Notably, the majority of the protesters had refused to recognize the return of a transitional government led by Hamdok. They had instead been demanding a full-civilian government to which the military is subordinate. The military has ruled Sudan for the most part since independence.

This section of protesters is led by the main forces behind the December Revolution – the trade union coalition Sudanese Professionals Association (SPA) and the neighborhood resistance committees, both of which are organizing in coordination with the Sudanese Communist Party (SCP).

The SCP was among the first parties that took the lead to form the FFC in December 2018 when mass-demonstrations had begun that eventually led to Bashir’s ouster in 2019. However, the SCP quit the FFC in protest against the power-sharing agreement that other political parties in the coalition struck with the military.

Over the subsequent two years, the inability of the civilian section of the government to wrest control over the economy from the military and to hold its generals accountable for the June 3 massacre had become evident. 

On October 21, four days before the coup, millions had taken to streets demanding full-civilian rule, and raised slogans against the transitional government’s power-sharing agreement which was deemed as a “bloodshed partnership”. 

“Down with bloodshed partnership” has remained the cry in the rallies and protests that have been taking place across the country since the coup. However, blood continues to be shed. Over 40 people, mostly protesters, are estimated to have been killed by the security forces since the coup. Hundreds have been wounded with bullets, many of them, grievously. 

On November 17, when hundreds of thousands took to streets across the country, at least 16 people were killed and over a 100 injured in Khartoum alone. Security forces are alleged to have even barged into hospitals, stopped the treatment of injured protesters and taken them into custody. Even on November 21, when Hamdok shook hands with Burhan, another protester was shot in the head and killed, while several others were injured.  

“We will continue to fight on the streets until the military junta is completely overthrown”

Hamdok’s signing of this agreement “despite what the coup (forces) have done since October 25” is a “shame”, the SCP said in a statement. It called for the continuation of civil disobedience and political strike, and reiterated its position vis-a-vis the military with the slogan: “No bargain, No partnership, No compromise.”

Emphasizing that “we will continue to fight on the streets until the military junta is completely overthrown,” the coordination body of the resistance committees in the south belt said in its statement that “anyone partnering with the military is an enemy to us.” The SPA said that by signing this agreement which is “betrayal of the blood of the martyrs,” Hamdok has committed “political suicide”.
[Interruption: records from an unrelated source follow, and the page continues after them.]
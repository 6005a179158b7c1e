use async_trait::async_trait;
use percent_encoding::{NON_ALPHANUMERIC, utf8_percent_encode};
use serde::Deserialize;
use serde_json::{Value, json};

use super::{
    SheetError, SheetService, Worksheet,
    auth::{self, CredentialSource},
    parse_sheet_id, row_range_a1,
};

const API_BASE: &str = "https://sheets.googleapis.com/v4/spreadsheets";

/// Google Sheets REST v4 backend.
///
/// Holds configuration only; a token and worksheet handle are acquired on
/// every `open`.
pub struct GoogleSheets {
    client: reqwest::Client,
    sheet_url: Option<String>,
    credentials: CredentialSource,
}

impl GoogleSheets {
    pub fn new(sheet_url: Option<String>, credentials: CredentialSource) -> Self {
        Self {
            client: reqwest::Client::new(),
            sheet_url,
            credentials,
        }
    }
}

#[derive(Deserialize)]
struct SpreadsheetMeta {
    #[serde(default)]
    sheets: Vec<SheetEntry>,
}

#[derive(Deserialize)]
struct SheetEntry {
    properties: SheetProperties,
}

#[derive(Deserialize)]
#[serde(rename_all = "camelCase")]
struct SheetProperties {
    sheet_id: i64,
    title: String,
}

#[derive(Deserialize)]
struct ValueRange {
    #[serde(default)]
    values: Vec<Vec<Value>>,
}

#[derive(Deserialize)]
struct ApiErrorBody {
    error: ApiErrorDetail,
}

#[derive(Deserialize)]
struct ApiErrorDetail {
    #[serde(default)]
    message: String,
}

#[async_trait]
impl SheetService for GoogleSheets {
    async fn open(&self) -> Result<Box<dyn Worksheet>, SheetError> {
        let url = self
            .sheet_url
            .as_deref()
            .filter(|u| !u.trim().is_empty())
            .ok_or_else(|| SheetError::NotConfigured("SHEET_URL is not set".into()))?;
        let spreadsheet_id = parse_sheet_id(url)
            .ok_or_else(|| {
                SheetError::NotConfigured("SHEET_URL has no /spreadsheets/d/<id> segment".into())
            })?
            .to_string();

        let token = auth::access_token(&self.client, &self.credentials).await?;

        let resp = self
            .client
            .get(format!("{API_BASE}/{spreadsheet_id}"))
            .bearer_auth(&token)
            .query(&[("fields", "sheets.properties(sheetId,title)")])
            .send()
            .await?;
        let meta: SpreadsheetMeta = decode(resp).await?;
        let first = meta
            .sheets
            .into_iter()
            .next()
            .ok_or_else(|| SheetError::Decode("spreadsheet has no worksheets".into()))?;

        tracing::debug!(
            spreadsheet = %spreadsheet_id,
            worksheet = %first.properties.title,
            "opened worksheet"
        );

        Ok(Box::new(GoogleWorksheet {
            client: self.client.clone(),
            token,
            spreadsheet_id,
            sheet_id: first.properties.sheet_id,
            title: first.properties.title,
        }))
    }
}

struct GoogleWorksheet {
    client: reqwest::Client,
    token: String,
    spreadsheet_id: String,
    sheet_id: i64,
    title: String,
}

impl GoogleWorksheet {
    /// URL of the values endpoint for `range` (relative to this worksheet).
    fn values_url(&self, range: Option<&str>) -> String {
        let a1 = match range {
            Some(r) => format!("{}!{}", quote_title(&self.title), r),
            None => quote_title(&self.title),
        };
        format!(
            "{API_BASE}/{}/values/{}",
            self.spreadsheet_id,
            utf8_percent_encode(&a1, NON_ALPHANUMERIC)
        )
    }

    async fn get_values(&self, range: Option<&str>) -> Result<Vec<Vec<String>>, SheetError> {
        let resp = self
            .client
            .get(self.values_url(range))
            .bearer_auth(&self.token)
            .send()
            .await?;
        let range: ValueRange = decode(resp).await?;
        Ok(range
            .values
            .into_iter()
            .map(|row| row.into_iter().map(cell_text).collect())
            .collect())
    }
}

#[async_trait]
impl Worksheet for GoogleWorksheet {
    async fn header_row(&self) -> Result<Vec<String>, SheetError> {
        let mut rows = self.get_values(Some("1:1")).await?;
        Ok(if rows.is_empty() { Vec::new() } else { rows.swap_remove(0) })
    }

    async fn data_rows(&self) -> Result<Vec<Vec<String>>, SheetError> {
        let rows = self.get_values(None).await?;
        Ok(rows.into_iter().skip(1).collect())
    }

    async fn append_row(&self, values: Vec<String>) -> Result<(), SheetError> {
        let resp = self
            .client
            .post(format!("{}:append", self.values_url(None)))
            .bearer_auth(&self.token)
            .query(&[("valueInputOption", "USER_ENTERED")])
            .json(&json!({ "values": [values] }))
            .send()
            .await?;
        check(resp).await
    }

    async fn write_row(&self, row: u32, values: Vec<String>) -> Result<(), SheetError> {
        let range = row_range_a1(row, values.len() as u32);
        let resp = self
            .client
            .put(self.values_url(Some(&range)))
            .bearer_auth(&self.token)
            .query(&[("valueInputOption", "RAW")])
            .json(&json!({ "values": [values] }))
            .send()
            .await?;
        check(resp).await
    }

    async fn delete_row(&self, row: u32) -> Result<(), SheetError> {
        let body = json!({
            "requests": [{
                "deleteDimension": {
                    "range": {
                        "sheetId": self.sheet_id,
                        "dimension": "ROWS",
                        "startIndex": row - 1,
                        "endIndex": row,
                    }
                }
            }]
        });
        let resp = self
            .client
            .post(format!("{API_BASE}/{}:batchUpdate", self.spreadsheet_id))
            .bearer_auth(&self.token)
            .json(&body)
            .send()
            .await?;
        check(resp).await
    }
}

/// Quote a worksheet title for use in A1 notation.
fn quote_title(title: &str) -> String {
    format!("'{}'", title.replace('\'', "''"))
}

/// Formatted values arrive as strings; anything else is stringified.
fn cell_text(v: Value) -> String {
    match v {
        Value::String(s) => s,
        Value::Null => String::new(),
        other => other.to_string(),
    }
}

async fn check(resp: reqwest::Response) -> Result<(), SheetError> {
    if resp.status().is_success() {
        Ok(())
    } else {
        Err(api_error(resp).await)
    }
}

async fn decode<T: serde::de::DeserializeOwned>(resp: reqwest::Response) -> Result<T, SheetError> {
    if !resp.status().is_success() {
        return Err(api_error(resp).await);
    }
    resp.json::<T>()
        .await
        .map_err(|e| SheetError::Decode(e.to_string()))
}

async fn api_error(resp: reqwest::Response) -> SheetError {
    let status = resp.status().as_u16();
    let body = resp.text().await.unwrap_or_default();
    SheetError::Api {
        status,
        message: error_message(&body),
    }
}

/// Pull `error.message` out of a Google API error body, falling back to the
/// raw body.
fn error_message(body: &str) -> String {
    match serde_json::from_str::<ApiErrorBody>(body) {
        Ok(parsed) if !parsed.error.message.is_empty() => parsed.error.message,
        _ => body.trim().to_string(),
    }
}
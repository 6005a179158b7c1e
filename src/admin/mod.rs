mod fields;
mod handlers;
mod template;

use axum::{
    Form, Router,
    extract::{Request, State},
    middleware::{self, Next},
    response::{Html, IntoResponse, Redirect, Response},
    routing::{get, post},
};
use serde::Deserialize;

use crate::{
    session::{self, FlashLevel, Session},
    state::AppState,
};

/// Max rows shown in the manage table.
pub const MANAGE_LIMIT: usize = 50;
/// Rows shown in the preview table.
pub const PREVIEW_LIMIT: usize = 5;

// ── Router ────────────────────────────────────────────────────────────────────

/// Build the admin router with full `/admin/*` paths.
pub fn router(state: AppState) -> Router<AppState> {
    let public = Router::new()
        .route("/admin/login", get(get_login).post(post_login))
        .route("/admin/logout", get(get_logout));

    let protected = Router::new()
        .route("/admin/", get(handlers::get_dashboard))
        .route("/admin/add", post(handlers::post_add))
        .route("/admin/update", post(handlers::post_update))
        .route(
            "/admin/delete",
            get(handlers::delete_row).post(handlers::delete_row),
        )
        .route_layer(middleware::from_fn(require_admin));

    Router::new()
        .route("/admin", get(|| async { Redirect::permanent("/admin/") }))
        .merge(public)
        .merge(protected)
        .route_layer(middleware::from_fn_with_state(state, session::attach))
}

// ── Auth middleware ───────────────────────────────────────────────────────────

async fn require_admin(session: Session, req: Request, next: Next) -> Response {
    if session.is_admin().await {
        return next.run(req).await;
    }
    tracing::debug!(path = %req.uri().path(), "anonymous request to admin route");
    session
        .flash(FlashLevel::Warning, "Please log in as admin.")
        .await;
    Redirect::to("/admin/login").into_response()
}

// ── Login / logout ────────────────────────────────────────────────────────────

async fn get_login(session: Session) -> Response {
    if session.is_admin().await {
        return Redirect::to("/admin/").into_response();
    }
    let flashes = session.take_flashes().await;
    Html(template::login_page(&flashes).into_string()).into_response()
}

#[derive(Deserialize)]
struct LoginForm {
    #[serde(default)]
    username: String,
    #[serde(default)]
    password: String,
}

async fn post_login(
    State(state): State<AppState>,
    session: Session,
    Form(form): Form<LoginForm>,
) -> Response {
    let username = form.username.trim();

    if state.credentials.verify(username, &form.password) {
        session.log_in().await;
        tracing::info!(user = %username, "admin logged in");
        session
            .flash(FlashLevel::Success, format!("Welcome, {username}!"))
            .await;
        return Redirect::to("/admin/").into_response();
    }

    tracing::warn!("failed admin login attempt");
    session
        .flash(FlashLevel::Danger, "Invalid username or password.")
        .await;
    Redirect::to("/admin/login").into_response()
}

async fn get_logout(session: Session) -> Response {
    session.log_out().await;
    session.flash(FlashLevel::Info, "Logged out.").await;
    Redirect::to("/admin/login").into_response()
}
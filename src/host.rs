/* This file is part of coretune
 *
 * Copyright (C) 2023-2026 coretune developers
 *
 * This program is free software: you can redistribute it and/or modify
 * it under the terms of the GNU Affero General Public License as
 * published by the Free Software Foundation, either version 3 of the
 * License, or (at your option) any later version.
 *
 * This program is distributed in the hope that it will be useful,
 * but WITHOUT ANY WARRANTY; without even the implied warranty of
 * MERCHANTABILITY or FITNESS FOR A PARTICULAR PURPOSE.  See the
 * GNU Affero General Public License for more details.
 *
 * You should have received a copy of the GNU Affero General Public License
 * along with this program.  If not, see <https://www.gnu.org/licenses/>.
 */

//! Host aggregate: every discovered package plus the host-wide Common
//! settings (behavioral toggles and SMT). Topology is immutable for
//! the lifetime of the aggregate; a rescan that disagrees with the
//! original discovery is an error, never an in-place mutation.

use std::path::Path;

use log::error;
use toml::value::Table;

use crate::{
    features::smt::{SmtSettings, SmtValues},
    msr::MsrSource,
    package::{ModuleHealth, Package},
    persist::{self, SettingsFile},
    power::PowerSupply,
    topology::{PhysicalPackageId, Topology},
    tunable::Diff,
    Error, Result,
};

const COMMON_GROUP: &str = "Common";

/// Host-wide behavioral toggles, persisted in the `Common` group.
#[derive(Debug, Clone, Default, PartialEq)]
pub struct CommonSettings {
    pub save_on_exit: bool,
    pub apply_on_boot_and_resume: bool,
    pub apply_on_acpi_power_event: bool,
    pub smt: SmtSettings,
}

impl CommonSettings {
    pub fn load(&mut self, table: &Table, smt_values: &SmtValues) {
        self.save_on_exit = persist::get_bool(table, "Save_On_Exit").unwrap_or(false);
        self.apply_on_boot_and_resume =
            persist::get_bool(table, "Apply_On_Boot_And_Resume").unwrap_or(false);
        self.apply_on_acpi_power_event =
            persist::get_bool(table, "Apply_On_Acpi_Power_Event").unwrap_or(false);
        self.smt.load(table, smt_values);
    }

    pub fn save(&self, table: &mut Table) {
        table.insert("Save_On_Exit".to_string(), toml::Value::Boolean(self.save_on_exit));
        table.insert(
            "Apply_On_Boot_And_Resume".to_string(),
            toml::Value::Boolean(self.apply_on_boot_and_resume),
        );
        table.insert(
            "Apply_On_Acpi_Power_Event".to_string(),
            toml::Value::Boolean(self.apply_on_acpi_power_event),
        );
        self.smt.save(table);
    }
}

#[derive(Debug, Clone)]
pub struct HostAggregate {
    pub packages: Vec<Package>,
    pub common: CommonSettings,
    pub smt_values: SmtValues,
    pub smt_health: ModuleHealth,
    is_snapshot: bool,
}

impl HostAggregate {
    pub fn new(topology: &Topology) -> Self {
        let packages = topology.packages.iter().map(Package::new).collect();
        Self {
            packages,
            common: CommonSettings::default(),
            smt_values: SmtValues::default(),
            smt_health: ModuleHealth::default(),
            is_snapshot: false,
        }
    }

    pub fn package(&self, id: PhysicalPackageId) -> Result<&Package> {
        self.packages.get(id).ok_or(Error::NoSuchPackage(id))
    }

    pub fn package_mut(&mut self, id: PhysicalPackageId) -> Result<&mut Package> {
        self.packages.get_mut(id).ok_or(Error::NoSuchPackage(id))
    }

    /// Read every package and the host SMT node. A missing or unreadable
    /// SMT control node fails only the SMT module; kernels without it
    /// keep the rest of the host fully functional.
    pub fn read(&mut self, msr: &dyn MsrSource, sysfs_root: &Path, shadow: bool) -> Result<()> {
        for pkg in self.packages.iter_mut() {
            pkg.read(msr, sysfs_root, shadow);
        }
        match SmtValues::read(sysfs_root) {
            Ok(v) => {
                self.smt_values = v;
                self.smt_health = ModuleHealth::Ok;
                if shadow {
                    self.common.smt.shadow(&self.smt_values);
                }
            }
            Err(e) => {
                error!(target: "host", "smt read failed: {}", e);
                self.smt_health = ModuleHealth::Failed;
            }
        }
        Ok(())
    }

    /// Diff everything armed: each package in id order, then SMT.
    pub fn compare(&self, supply: PowerSupply) -> Vec<(PhysicalPackageId, Vec<Diff>)> {
        let mut out = vec![];
        for pkg in &self.packages {
            let diffs = pkg.compare(supply);
            if !diffs.is_empty() {
                out.push((pkg.id, diffs));
            }
        }
        let mut smt_diffs = vec![];
        if self.smt_health.usable() {
            self.common.smt.compare(&self.smt_values, &mut smt_diffs);
        }
        if !smt_diffs.is_empty() {
            // SMT is host-wide; report it under no package by convention
            // of usize::MAX.
            out.push((usize::MAX, smt_diffs));
        }
        out
    }

    /// Helper argv for the host-level SMT invocation. No `-p`: the
    /// kernel switch covers every package at once. Two entries beyond
    /// the program and `-v` mean nothing is armed.
    pub fn smt_apply_args(&self, helper: &str) -> Vec<String> {
        let mut argv = vec![helper.to_string(), "-v".to_string()];
        if self.smt_health.usable() {
            self.common.smt.apply_args(&mut argv);
        }
        argv
    }

    pub const SMT_PREAMBLE_LEN: usize = 2;

    /// Detached copy for rollback. Snapshots refuse persistence so a
    /// rollback staging area can never clobber the settings file.
    pub fn snapshot(&self) -> Self {
        let mut copy = self.clone();
        copy.is_snapshot = true;
        copy
    }

    /// Adopt a snapshot's settings wholesale; observed values and
    /// topology stay as they are.
    pub fn restore(&mut self, snapshot: &Self) {
        for (pkg, snap) in self.packages.iter_mut().zip(snapshot.packages.iter()) {
            pkg.settings = snap.settings.clone();
            pkg.state = snap.state;
        }
        self.common = snapshot.common.clone();
    }

    /// Verify a fresh discovery matches the one this aggregate was
    /// built from. Hotplug mid-run is not supported.
    pub fn rescan(&self, topology: &Topology) -> Result<()> {
        if topology.package_count() != self.packages.len() {
            return Err(Error::TopologyMismatch);
        }
        for (pkg, topo) in self.packages.iter().zip(topology.packages.iter()) {
            if pkg.id != topo.id ||
                pkg.first_cpu != topo.first_logical_cpu() ||
                pkg.core_count != topo.core_count ||
                pkg.ident != topo.ident
            {
                return Err(Error::TopologyMismatch);
            }
        }
        Ok(())
    }

    pub fn load(&mut self, cfg: &SettingsFile) {
        let empty = Table::new();
        let common = cfg.group(COMMON_GROUP).unwrap_or(&empty);
        self.common.load(common, &self.smt_values);
        for pkg in self.packages.iter_mut() {
            pkg.load(cfg);
        }
    }

    pub fn save(&self, cfg: &mut SettingsFile) -> Result<()> {
        if self.is_snapshot {
            return Err(Error::SnapshotPersist);
        }
        self.common.save(cfg.group_mut(COMMON_GROUP));
        for pkg in &self.packages {
            pkg.save(cfg);
        }
        Ok(())
    }
}
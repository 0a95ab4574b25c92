/* This file is part of coretune
 *
 * Copyright (C) 2023-2026 coretune developers
 *
 * This program is free software: you can redistribute it and/or modify
 * it under the terms of the GNU Affero General Public License as
 * published by the Free Software Foundation, either version 3 of the
 * License, or (at your option) any later version.
 *
 * This program is distributed in the hope that it will be useful,
 * but WITHOUT ANY WARRANTY; without even the implied warranty of
 * MERCHANTABILITY or FITNESS FOR A PARTICULAR PURPOSE.  See the
 * GNU Affero General Public License for more details.
 *
 * You should have received a copy of the GNU Affero General Public License
 * along with this program.  If not, see <https://www.gnu.org/licenses/>.
 */

//! Lifecycle orchestration: Load, Read, Compare, Store, Apply, Refresh.
//!
//! The aggregate sits behind an async mutex; the refresh timer and the
//! power poller run as stoppable background tasks against the same
//! orchestrator the CLI drives.

use std::{
    path::{Path, PathBuf},
    sync::Arc,
};

use log::{error, info, warn};
use smol::lock::Mutex;

use crate::{
    constants,
    host::HostAggregate,
    invoker::{InvokeOptions, Invoker},
    msr::MsrSource,
    package::{Package, PackageState},
    persist::SettingsFile,
    power::{PowerSource, PowerSupply},
    system::{msleep, sleep, ExecutorPtr, StoppableTask, StoppableTaskPtr},
    topology::{PhysicalPackageId, Topology},
    tunable::Diff,
    Error, Result,
};

/// Observed-state refresh cadence (~2 Hz).
const REFRESH_INTERVAL_MS: u64 = 500;

/// AC/battery poll cadence.
const POWER_POLL_SECS: u64 = 2;

pub type OrchestratorPtr = Arc<Orchestrator>;

pub struct Orchestrator {
    host: Mutex<HostAggregate>,
    snapshot: Mutex<Option<HostAggregate>>,
    supply: Mutex<PowerSupply>,
    msr: Arc<dyn MsrSource + Send + Sync>,
    sysfs_root: PathBuf,
    config_path: PathBuf,
    helper_path: String,
    invoker: Invoker,
    power: PowerSource,
}

impl Orchestrator {
    pub fn new(
        topology: &Topology,
        msr: Arc<dyn MsrSource + Send + Sync>,
        config_path: PathBuf,
    ) -> Arc<Self> {
        Arc::new(Self {
            host: Mutex::new(HostAggregate::new(topology)),
            snapshot: Mutex::new(None),
            supply: Mutex::new(PowerSupply::Mains),
            msr,
            sysfs_root: PathBuf::from(constants::SYSFS_CPU_ROOT),
            config_path,
            helper_path: constants::HELPER_PATH.to_string(),
            invoker: Invoker,
            power: PowerSource::default(),
        })
    }

    /// Test/fixture constructor with every external surface explicit.
    pub fn with_paths(
        topology: &Topology,
        msr: Arc<dyn MsrSource + Send + Sync>,
        sysfs_root: PathBuf,
        config_path: PathBuf,
        helper_path: String,
        power: PowerSource,
    ) -> Arc<Self> {
        Arc::new(Self {
            host: Mutex::new(HostAggregate::new(topology)),
            snapshot: Mutex::new(None),
            supply: Mutex::new(PowerSupply::Mains),
            msr,
            sysfs_root,
            config_path,
            helper_path,
            invoker: Invoker,
            power,
        })
    }

    /// Startup sequence: Read with shadowing, then Load, then Compare to
    /// settle the package states.
    pub async fn startup(&self) -> Result<()> {
        let supply = self.probe_power().await;
        let mut host = self.host.lock().await;
        host.read(self.msr.as_ref(), &self.sysfs_root, true)?;

        let cfg = SettingsFile::load_or_default(&self.config_path);
        host.load(&cfg);

        if host.common.apply_on_boot_and_resume &&
            !Path::new(constants::BOOT_CONFIG_PATH).exists()
        {
            warn!(
                target: "lifecycle",
                "Apply_On_Boot_And_Resume is set but {} is absent; the boot hook \
                 will not fire",
                constants::BOOT_CONFIG_PATH
            );
        }

        for pkg in host.packages.iter_mut() {
            settle_state(pkg, supply);
        }
        Ok(())
    }

    /// Re-read observed state without touching Settings.
    pub async fn refresh(&self) -> Result<()> {
        let supply = *self.supply.lock().await;
        let mut host = self.host.lock().await;
        host.read(self.msr.as_ref(), &self.sysfs_root, false)?;
        for pkg in host.packages.iter_mut() {
            settle_state(pkg, supply);
        }
        Ok(())
    }

    /// Armed desired-vs-observed differences, per package id; the SMT
    /// entry, if present, is keyed `usize::MAX`.
    pub async fn compare(&self) -> Vec<(PhysicalPackageId, Vec<Diff>)> {
        let supply = self.probe_power().await;
        self.host.lock().await.compare(supply)
    }

    /// Persist Settings, preserving any unknown keys already in the file.
    pub async fn store(&self) -> Result<()> {
        let host = self.host.lock().await;
        let mut cfg = if self.config_path.exists() {
            SettingsFile::load_or_default(&self.config_path)
        } else {
            SettingsFile::new()
        };
        host.save(&mut cfg)?;
        cfg.save(&self.config_path)?;
        info!(target: "lifecycle", "Settings stored to {}", self.config_path.display());
        Ok(())
    }

    /// Apply every armed setting: one helper invocation per package,
    /// then the host-level SMT invocation, then a shadowing re-Read.
    /// The first nonzero helper exit aborts and surfaces verbatim; no
    /// retry, no rollback.
    pub async fn apply(&self) -> Result<()> {
        let supply = self.probe_power().await;
        let mut host = self.host.lock().await;

        for pkg in host.packages.iter_mut() {
            let argv = pkg.apply_args(&self.helper_path, supply);
            if argv.len() == Package::PREAMBLE_LEN {
                continue
            }

            pkg.state = PackageState::Applying;
            let run = self.invoker.run(&argv, InvokeOptions::default()).await?;
            if !run.success() {
                error!(
                    target: "lifecycle",
                    "helper exited {} for package {}", run.status, pkg.id
                );
                pkg.state = PackageState::Degraded;
                return Err(Error::HelperFailed(run.status))
            }

            // Voltage offsets have no read path; a successful apply is
            // the observation.
            pkg.values.voltage.mirror(&pkg.settings.voltage);
        }

        let argv = host.smt_apply_args(&self.helper_path);
        if argv.len() > HostAggregate::SMT_PREAMBLE_LEN {
            let run = self.invoker.run(&argv, InvokeOptions::default()).await?;
            if !run.success() {
                error!(target: "lifecycle", "helper exited {} for smt", run.status);
                return Err(Error::HelperFailed(run.status))
            }
        }

        host.read(self.msr.as_ref(), &self.sysfs_root, true)?;
        for pkg in host.packages.iter_mut() {
            settle_state(pkg, supply);
        }
        Ok(())
    }

    /// Stage current settings for a later rollback.
    pub async fn take_snapshot(&self) {
        let host = self.host.lock().await;
        *self.snapshot.lock().await = Some(host.snapshot());
    }

    /// Rewind settings to the staged snapshot, if any. Observed values
    /// are untouched; a subsequent Apply makes the rollback effective.
    pub async fn rollback(&self) -> Result<()> {
        let snapshot = self.snapshot.lock().await;
        let snap = snapshot.as_ref().ok_or(Error::ParseFailed("no snapshot staged"))?;
        self.host.lock().await.restore(snap);
        info!(target: "lifecycle", "Settings rolled back to snapshot");
        Ok(())
    }

    /// Verify the host still looks like it did at discovery.
    pub async fn rescan(&self) -> Result<()> {
        let fresh = Topology::discover()?;
        self.host.lock().await.rescan(&fresh)
    }

    pub async fn shutdown(&self) -> Result<()> {
        let save = self.host.lock().await.common.save_on_exit;
        if save {
            self.store().await?;
        }
        Ok(())
    }

    /// Run `f` against the aggregate under the lock.
    pub async fn with_host<T>(&self, f: impl FnOnce(&mut HostAggregate) -> T) -> T {
        f(&mut *self.host.lock().await)
    }

    async fn probe_power(&self) -> PowerSupply {
        let supply = self.power.probe().await;
        *self.supply.lock().await = supply;
        supply
    }

    /// Re-emit only the thermal fragments after an AC/battery flip so
    /// the applicable target takes over.
    async fn apply_thermal(&self, supply: PowerSupply) -> Result<()> {
        let host = self.host.lock().await;
        for pkg in &host.packages {
            let mut argv = vec![
                self.helper_path.clone(),
                "-v".to_string(),
                "-p".to_string(),
                pkg.id.to_string(),
            ];
            pkg.settings.thermal.apply_args(&mut argv, supply);
            if argv.len() == Package::PREAMBLE_LEN {
                continue
            }
            let run = self.invoker.run(&argv, InvokeOptions::default()).await?;
            if !run.success() {
                return Err(Error::HelperFailed(run.status))
            }
        }
        Ok(())
    }

    /// Spawn the refresh timer and the power poller.
    pub fn start_background_tasks(
        self: Arc<Self>,
        executor: ExecutorPtr,
    ) -> (StoppableTaskPtr, StoppableTaskPtr) {
        let refresh_task = StoppableTask::new();
        let this = self.clone();
        refresh_task.clone().start(
            async move {
                loop {
                    msleep(REFRESH_INTERVAL_MS).await;
                    if let Err(e) = this.refresh().await {
                        warn!(target: "lifecycle", "refresh failed: {}", e);
                    }
                }
            },
            |_: std::result::Result<(), Error>| async {
                info!(target: "lifecycle", "refresh task stopped");
            },
            Error::ParseFailed("refresh task stopped"),
            executor.clone(),
        );

        let power_task = StoppableTask::new();
        let this = self;
        power_task.clone().start(
            async move {
                let mut last = *this.supply.lock().await;
                loop {
                    sleep(POWER_POLL_SECS).await;
                    let now = this.probe_power().await;
                    if now == last {
                        continue
                    }
                    info!(target: "lifecycle", "power supply changed: {} -> {}", last, now);
                    last = now;

                    let react = this.host.lock().await.common.apply_on_acpi_power_event;
                    if react {
                        if let Err(e) = this.apply_thermal(now).await {
                            error!(target: "lifecycle", "thermal re-apply failed: {}", e);
                        }
                    }
                }
            },
            |_: std::result::Result<(), Error>| async {
                info!(target: "lifecycle", "power task stopped");
            },
            Error::ParseFailed("power task stopped"),
            executor,
        );

        (refresh_task, power_task)
    }
}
The Professional Pharmacists Association in its statement said, “what happened today was only a change of masks” to give the military dictatorship a “facade” of civilian rule. The Democratic Association of Veterinary Doctors reiterated that civilian rule has to be “snatched” from the military without negotiation, bargain or compromise. 

Environmentalists Association, Animal Production Specialists Association, Psychiatrists Association and several other organizations affiliated to the SPA have pledged to continue the strike and civil disobedience until full civilian rule is achieved.

Disregarding this popular sentiment, the “Chairperson of African Union Commission, Moussa Faki Mahamat, has learned with satisfaction of the signing of the agreement reached between (Burhan and Hamdok),” read a statement by the regional body. The US and the UN are reported to have played “crucial roles” in shaping this agreement.